| RECORDS SUPPLIED |
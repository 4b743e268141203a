//! Signal analysis: framing, spectra and transient classification.

pub(crate) mod framer;
pub(crate) mod transient;
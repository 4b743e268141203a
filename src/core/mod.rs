//! Core types, window functions and FFT utilities.

pub mod fft;
pub mod types;
pub mod window;

pub use types::*;
pub use window::{apply_window, generate_window, WindowType};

| EXERCISE AIM |
I need all of the records above retyped exactly, please.

| ANSWER TO THE EXERCISE |
repository 4b743e268141203a
//! Signal analysis: framing, spectra and transient classification.

pub(crate) mod framer;
pub(crate) mod transient;
repository 4b743e268141203a
filename src/core/mod.rs
//! Core types, window functions and FFT utilities.

pub mod fft;
pub mod types;
pub mod window;

pub use types::*;
pub use window::{apply_window, generate_window, WindowType};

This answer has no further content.